A new mesh-independent Rousselier's damage model: Finite element implementation and experimental verification

Abstract

Numerical analyses based on local damage models are often found to depend on the spatial discretisation (i.e., mesh size of the numerical method used). The growth of damage tends to localize in the smallest band that can be captured by the spatial discretisation. As a consequence, increasingly finer discretisation grids can lead to crack initiation earlier in the loading history and to faster crack growth. The reason behind this non-physical behaviour is the loss of ellipticity of the set of partial differential equations, which govern the rate of deformation locally at a certain level of accumulated damage.

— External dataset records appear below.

#[cfg(test)]
mod model_tests {
    use jiff::civil::{date, time};

    use crate::{
        error::PacerError,
        models::{
            config::{parse_weekday, weekday_name},
            format_intervals, parse_intervals, Accessibility, ExportOptions, Interval, Language,
            PlanConfig, SessionPlan, UnitSystem, Weight,
        },
        test_fixtures::{create_short_plan, create_test_profile},
    };

    fn create_test_session() -> SessionPlan {
        SessionPlan {
            week: 1,
            day: 2,
            date: date(2025, 7, 16),
            start_time: time(23, 50, 0, 0),
            nominal_seconds: 1500,
            adjusted_seconds: 1500,
            intervals: vec![Interval::walk(300), Interval::run(60)],
            rest_day: false,
            tip: "tip".to_string(),
            instruction: "instruction".to_string(),
            note: "note".to_string(),
        }
    }

    #[test]
    fn test_weight_conversion() {
        assert!((Weight::lb(100.0).in_kg() - 45.3592).abs() < 1e-9);
        assert_eq!(Weight::kg(82.5).in_kg(), 82.5);
        assert_eq!(Weight::lb(180.0).to_string(), "180.0 lb");
    }

    #[test]
    fn test_language_parsing() {
        assert_eq!("EN".parse::<Language>(), Ok(Language::En));
        assert_eq!("spanish".parse::<Language>(), Ok(Language::Es));
        assert!("de".parse::<Language>().is_err());
        assert_eq!(Language::Es.to_string(), "es");
    }

    #[test]
    fn test_unit_system_weight_unit() {
        assert_eq!(
            UnitSystem::Imperial.weight_unit(),
            crate::models::WeightUnit::Lb
        );
        assert_eq!("metric".parse::<UnitSystem>(), Ok(UnitSystem::Metric));
    }

    #[test]
    fn test_profile_validation() {
        let mut profile = create_test_profile();
        assert!(profile.validate().is_ok());

        profile.email = Some("not-an-address".to_string());
        assert!(matches!(
            profile.validate(),
            Err(PacerError::InvalidProfile { ref field, .. }) if field == "email"
        ));

        let mut profile = create_test_profile();
        profile.weight = Weight::kg(f64::NAN);
        assert!(profile.validate().is_err());
    }

    #[test]
    fn test_weekday_names() {
        assert_eq!(parse_weekday("Wednesday"), Some(2));
        assert_eq!(parse_weekday("sun"), Some(6));
        assert_eq!(parse_weekday("mo"), None);
        assert_eq!(weekday_name(4), "Fri");
    }

    #[test]
    fn test_config_validation() {
        assert!(PlanConfig::default().validate().is_ok());

        let empty = PlanConfig {
            sessions_per_week: 0,
            weekday_pattern: vec![],
            ..PlanConfig::default()
        };
        assert!(matches!(
            empty.validate(),
            Err(PacerError::InvalidConfig { ref field, .. }) if field == "weekday_pattern"
        ));

        let repeated = PlanConfig {
            weekday_pattern: vec![0, 0, 4],
            ..PlanConfig::default()
        };
        assert!(repeated.validate().is_err());

        let out_of_range = PlanConfig {
            rest_days: [9].into_iter().collect(),
            ..PlanConfig::default()
        };
        assert!(out_of_range.validate().is_err());

        let too_long = PlanConfig {
            weeks: 53,
            ..PlanConfig::default()
        };
        assert!(too_long.validate().is_err());
    }

    #[test]
    fn test_min_session_bounded_by_shortest_session() {
        let at_limit = PlanConfig {
            min_session_secs: 1380,
            ..PlanConfig::default()
        };
        assert!(at_limit.validate().is_ok());

        let above = PlanConfig {
            min_session_secs: 2400,
            ..PlanConfig::default()
        };
        assert!(matches!(
            above.validate(),
            Err(PacerError::InvalidConfig { ref field, .. }) if field == "min_session"
        ));

        // a two-week plan never reaches the shorter week 3 sessions
        let short_plan = PlanConfig {
            weeks: 2,
            min_session_secs: 1500,
            ..PlanConfig::default()
        };
        assert!(short_plan.validate().is_ok());
    }

    #[test]
    fn test_weekly_slots_merge_rest_days() {
        let config = PlanConfig {
            weekday_pattern: vec![4, 0, 2],
            rest_days: [2, 6].into_iter().collect(),
            ..PlanConfig::default()
        };
        assert_eq!(
            config.weekly_slots(),
            vec![(0, false), (2, true), (4, false), (6, true)]
        );
    }

    #[test]
    fn test_interval_notation() {
        let intervals = vec![Interval::walk(300), Interval::run(90), Interval::walk(120)];
        assert_eq!(format_intervals(&intervals), "W300 R90 W120");
        assert_eq!(parse_intervals("W300 R90 W120"), Some(intervals));
        assert_eq!(parse_intervals(""), Some(vec![]));
        assert_eq!(parse_intervals("X10"), None);
        assert_eq!(parse_intervals("R"), None);
        assert_eq!(parse_intervals("Ré5"), None);
    }

    #[test]
    fn test_session_end_crosses_midnight() {
        let session = create_test_session();
        assert_eq!(session.start(), date(2025, 7, 16).at(23, 50, 0, 0));
        assert_eq!(session.end(), date(2025, 7, 17).at(0, 15, 0, 0));
        assert_eq!(session.weekday(), 2);
        assert!(session.is_training());
    }

    #[test]
    fn test_plan_lookup_helpers() {
        let plan = create_short_plan(2);
        assert_eq!(plan.total_sessions(), 5);
        assert_eq!(plan.training_sessions().count(), 5);
        assert!(plan.session(1, 1).is_none(), "Monday before start is skipped");
        assert_eq!(plan.session(2, 3).unwrap().date, date(2025, 7, 25));
    }

    #[test]
    fn test_accessibility_describe() {
        assert_eq!(Accessibility::default().describe(), "standard");
        let flags = Accessibility {
            high_contrast: true,
            large_font: false,
            dyslexia_friendly: true,
        };
        assert!(flags.any());
        assert_eq!(flags.describe(), "high-contrast, dyslexia-friendly font");
    }

    #[test]
    fn test_export_options_defaults_from_json() {
        let options: ExportOptions = serde_json::from_str("{}").unwrap();
        assert_eq!(options, ExportOptions::default());
        assert_eq!(options.alert_minutes, 30);
    }

    #[test]
    fn test_plan_serde_round_trip() {
        let plan = create_short_plan(1);
        let json = serde_json::to_string(&plan).unwrap();
        let back: crate::models::Plan = serde_json::from_str(&json).unwrap();
        assert_eq!(back, plan);
    }
}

Displacement discontinuities and damage rate singularities can be avoided by adding nonlocality to the damage model. The enhanced continuum description which is thus obtained results in smooth damage fields, in which the localization of damage is limited to the length scale introduced by the averaging. In this work, a new nonlocal form of Rousselier's damage model has been developed by introducing an additional partial differential equation (diffusion type) for the nonlocal damage variable in terms of the ductile void volume fraction. The diffusion equation has been discretised along with the stress equilibrium equation of the mechanical continuum using finite element (FE) method. The nonlocal damage variable has been used as an additional degree of freedom in the FE model. Several example problems have been solved to demonstrate the mesh-independent nature of the new nonlocal formulation.